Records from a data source
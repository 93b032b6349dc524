//! Reference-table dialects: product-specific SQL for upserts, null-guarded
//! updates and array merges.

use chrono::{DateTime, Utc};
use kf_core::value::display_text;
use kf_core::{DbType, ExistingProbe, QualifiedTable, ReferenceRecord};
use serde_json::Value;
use sqlparser::ast::Statement;
use sqlparser::dialect::{
    Dialect, DuckDbDialect as SqlParserDuckDb, PostgreSqlDialect as SqlParserPostgres,
};
use sqlparser::parser::Parser;

use crate::error::{SqlError, SqlResult};
use crate::quote::{quote_ident, quote_string};
use crate::upsert::UpsertStatement;

/// Builds the SQL the engine sends to one database product.
///
/// Implementations supply the array handling; everything else has a default
/// that both supported products accept.
pub trait ReferenceTableDialect: Send + Sync {
    /// Dialect name
    fn name(&self) -> &'static str;

    /// Underlying sqlparser dialect, used to validate generated statements
    fn parser_dialect(&self) -> &dyn Dialect;

    /// Quote an identifier for this dialect
    fn quote_ident(&self, ident: &str) -> String {
        quote_ident(ident)
    }

    /// Quoted, optionally schema-qualified table name
    fn qualified_table(&self, table: &QualifiedTable) -> String {
        match &table.schema {
            Some(schema) => format!(
                "{}.{}",
                self.quote_ident(schema),
                self.quote_ident(&table.table)
            ),
            None => self.quote_ident(&table.table),
        }
    }

    /// Target of `INSERT INTO`, including any alias the conflict clause refers to
    fn insert_target(&self, table: &QualifiedTable) -> String {
        self.qualified_table(table)
    }

    /// Reference to a column of the row already stored, inside `DO UPDATE`
    fn existing_column(&self, column: &str) -> String {
        self.quote_ident(column)
    }

    /// Reference to a column of the proposed row, inside `DO UPDATE`
    fn excluded_column(&self, column: &str) -> String {
        format!("excluded.{}", self.quote_ident(column))
    }

    /// Render a scalar cell value as a SQL literal
    fn render_literal(&self, value: &Value) -> String {
        match value {
            Value::Null => "NULL".to_string(),
            Value::Bool(true) => "TRUE".to_string(),
            Value::Bool(false) => "FALSE".to_string(),
            Value::Number(n) => n.to_string(),
            Value::String(s) => quote_string(s),
            // nested values land in text columns as JSON
            other => quote_string(&other.to_string()),
        }
    }

    /// Render an array column value
    fn render_array(&self, values: &[Value]) -> String;

    /// Render a UTC timestamp literal
    fn render_timestamp(&self, ts: &DateTime<Utc>) -> String {
        format!("TIMESTAMP '{}'", ts.format("%Y-%m-%d %H:%M:%S%.6f"))
    }

    /// `SET` clause keeping a non-null stored value and filling a null one
    fn null_guarded_update(&self, column: &str) -> String {
        format!(
            "{} = COALESCE({}, {})",
            self.quote_ident(column),
            self.existing_column(column),
            self.excluded_column(column)
        )
    }

    /// `SET` clause replacing an array with the deduplicated union of the stored
    /// and proposed arrays, null read as empty
    fn array_merge(&self, column: &str) -> String;

    /// Query returning, per requested key: the key as text, one null flag per
    /// probed scalar column, then each probed array column
    fn existing_key_query(&self, probe: &ExistingProbe) -> String {
        let key = format!("CAST({} AS VARCHAR)", self.quote_ident(&probe.key_column));
        let mut select = vec![key.clone()];
        select.extend(
            probe
                .null_check_columns
                .iter()
                .map(|c| format!("({} IS NULL)", self.quote_ident(c))),
        );
        select.extend(probe.array_columns.iter().map(|c| self.quote_ident(c)));

        let keys = probe
            .keys
            .iter()
            .map(|k| quote_string(&display_text(k)))
            .collect::<Vec<_>>()
            .join(", ");
        format!(
            "SELECT {} FROM {} WHERE {} IN ({})",
            select.join(", "),
            self.qualified_table(&probe.table),
            key,
            keys
        )
    }

    /// One `VALUES` tuple
    fn render_row(&self, stmt: &UpsertStatement, record: &ReferenceRecord) -> String {
        let mut cells = vec![self.render_literal(&record.key)];
        for (column, value) in stmt.columns.iter().zip(&record.values) {
            if column.is_array() {
                cells.push(match value {
                    Value::Array(items) => self.render_array(items),
                    Value::Null => self.render_array(&[]),
                    single => self.render_array(std::slice::from_ref(single)),
                });
            } else {
                cells.push(self.render_literal(value));
            }
        }
        if stmt.tracking.enabled {
            match &record.provenance {
                Some(p) => {
                    cells.push(quote_string(p.source.as_str()));
                    cells.push(self.render_literal(&Value::Bool(p.needs_review)));
                    cells.push(quote_string(&p.derived_from_domain));
                    cells.push(self.render_timestamp(&p.derived_at));
                }
                None => cells.extend(std::iter::repeat("NULL".to_string()).take(4)),
            }
        }
        format!("({})", cells.join(", "))
    }

    /// The single batched insert-or-merge statement for one table
    fn build_upsert(&self, stmt: &UpsertStatement) -> SqlResult<String> {
        stmt.validate()?;

        let columns = stmt
            .insert_column_names()
            .iter()
            .map(|c| self.quote_ident(c))
            .collect::<Vec<_>>()
            .join(", ");
        let rows = stmt
            .records
            .iter()
            .map(|r| self.render_row(stmt, r))
            .collect::<Vec<_>>()
            .join(",\n  ");

        let updates: Vec<String> = stmt
            .conflict_columns()
            .into_iter()
            .map(|c| {
                if c.is_array() {
                    self.array_merge(&c.name)
                } else {
                    self.null_guarded_update(&c.name)
                }
            })
            .collect();
        let action = if updates.is_empty() {
            "DO NOTHING".to_string()
        } else {
            format!("DO UPDATE SET {}", updates.join(", "))
        };
        log::debug!(
            "Built {} upsert for '{}': {} rows, {} merged on conflict",
            self.name(),
            stmt.table,
            stmt.records.len(),
            updates.len()
        );

        Ok(format!(
            "INSERT INTO {} ({})\nVALUES\n  {}\nON CONFLICT ({}) {}",
            self.insert_target(&stmt.table),
            columns,
            rows,
            self.quote_ident(&stmt.key_column),
            action
        ))
    }

    /// Parse SQL into AST statements
    fn parse(&self, sql: &str) -> SqlResult<Vec<Statement>> {
        if sql.trim().is_empty() {
            return Err(SqlError::EmptySql);
        }
        Parser::parse_sql(self.parser_dialect(), sql).map_err(|e| {
            let msg = e.to_string();
            let (line, column) = parse_location_from_error(&msg);
            SqlError::ParseError {
                message: msg,
                line,
                column,
            }
        })
    }

    /// Check that generated text is exactly one parseable statement
    fn validate_statement(&self, sql: &str) -> SqlResult<()> {
        match self.parse(sql)?.len() {
            1 => Ok(()),
            n => Err(SqlError::StatementCount(n)),
        }
    }
}

/// Pull "Line: N, Column: M" out of a sqlparser error message.
fn parse_location_from_error(msg: &str) -> (usize, usize) {
    let number_after = |label: &str| -> Option<usize> {
        let start = msg.find(label)? + label.len();
        let rest = &msg[start..];
        let end = rest
            .find(|c: char| !c.is_ascii_digit())
            .unwrap_or(rest.len());
        rest[..end].parse().ok()
    };
    match (number_after("Line: "), number_after("Column: ")) {
        (Some(line), Some(column)) => (line, column),
        _ => (0, 0),
    }
}

/// DuckDB: arrays are `VARCHAR[]` lists
pub struct DuckDbDialect {
    dialect: SqlParserDuckDb,
}

impl DuckDbDialect {
    /// Create a new DuckDB dialect
    pub fn new() -> Self {
        Self {
            dialect: SqlParserDuckDb {},
        }
    }
}

impl Default for DuckDbDialect {
    fn default() -> Self {
        Self::new()
    }
}

const DUCKDB_EMPTY_LIST: &str = "[]::VARCHAR[]";

impl ReferenceTableDialect for DuckDbDialect {
    fn name(&self) -> &'static str {
        "duckdb"
    }

    fn parser_dialect(&self) -> &dyn Dialect {
        &self.dialect
    }

    fn render_array(&self, values: &[Value]) -> String {
        let items: Vec<String> = values
            .iter()
            .filter(|v| !v.is_null())
            .map(|v| quote_string(&display_text(v)))
            .collect();
        if items.is_empty() {
            DUCKDB_EMPTY_LIST.to_string()
        } else {
            format!("[{}]::VARCHAR[]", items.join(", "))
        }
    }

    fn array_merge(&self, column: &str) -> String {
        format!(
            "{} = list_distinct(list_concat(COALESCE({}, {empty}), COALESCE({}, {empty})))",
            self.quote_ident(column),
            self.existing_column(column),
            self.excluded_column(column),
            empty = DUCKDB_EMPTY_LIST
        )
    }
}

/// PostgreSQL: arrays are `jsonb` documents
pub struct PostgresDialect {
    dialect: SqlParserPostgres,
}

impl PostgresDialect {
    /// Create a new PostgreSQL dialect
    pub fn new() -> Self {
        Self {
            dialect: SqlParserPostgres {},
        }
    }
}

impl Default for PostgresDialect {
    fn default() -> Self {
        Self::new()
    }
}

/// Alias given to the target table so `DO UPDATE` can name stored columns
const PG_TARGET_ALIAS: &str = "t";

impl ReferenceTableDialect for PostgresDialect {
    fn name(&self) -> &'static str {
        "postgres"
    }

    fn parser_dialect(&self) -> &dyn Dialect {
        &self.dialect
    }

    fn insert_target(&self, table: &QualifiedTable) -> String {
        format!("{} AS {}", self.qualified_table(table), PG_TARGET_ALIAS)
    }

    fn existing_column(&self, column: &str) -> String {
        format!("{}.{}", PG_TARGET_ALIAS, self.quote_ident(column))
    }

    fn excluded_column(&self, column: &str) -> String {
        format!("EXCLUDED.{}", self.quote_ident(column))
    }

    fn render_timestamp(&self, ts: &DateTime<Utc>) -> String {
        format!("TIMESTAMPTZ '{}+00'", ts.format("%Y-%m-%d %H:%M:%S%.6f"))
    }

    fn render_array(&self, values: &[Value]) -> String {
        let items: Vec<Value> = values.iter().filter(|v| !v.is_null()).cloned().collect();
        format!("{}::jsonb", quote_string(&Value::Array(items).to_string()))
    }

    fn array_merge(&self, column: &str) -> String {
        format!(
            "{} = (SELECT COALESCE(jsonb_agg(DISTINCT e), '[]'::jsonb) \
             FROM jsonb_array_elements(\
             COALESCE({}, '[]'::jsonb) || COALESCE({}, '[]'::jsonb)) AS e)",
            self.quote_ident(column),
            self.existing_column(column),
            self.excluded_column(column)
        )
    }
}

/// Dialect for a configured database type
pub fn dialect_for(db_type: DbType) -> Box<dyn ReferenceTableDialect> {
    match db_type {
        DbType::DuckDb => Box::new(DuckDbDialect::new()),
        DbType::Postgres => Box::new(PostgresDialect::new()),
    }
}

#[cfg(test)]
#[path = "dialect_test.rs"]
mod tests;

**What the exercise asks**
Keeping every character as it is, restate the lines above that run from the line with "let rows = stmt" through the line with "self.array_merge(&c.name)", both included, and nothing else.

**Written response**
        let rows = stmt
            .records
            .iter()
            .map(|r| self.render_row(stmt, r))
            .collect::<Vec<_>>()
            .join(",\n  ");

        let updates: Vec<String> = stmt
            .conflict_columns()
            .into_iter()
            .map(|c| {
                if c.is_array() {
                    self.array_merge(&c.name)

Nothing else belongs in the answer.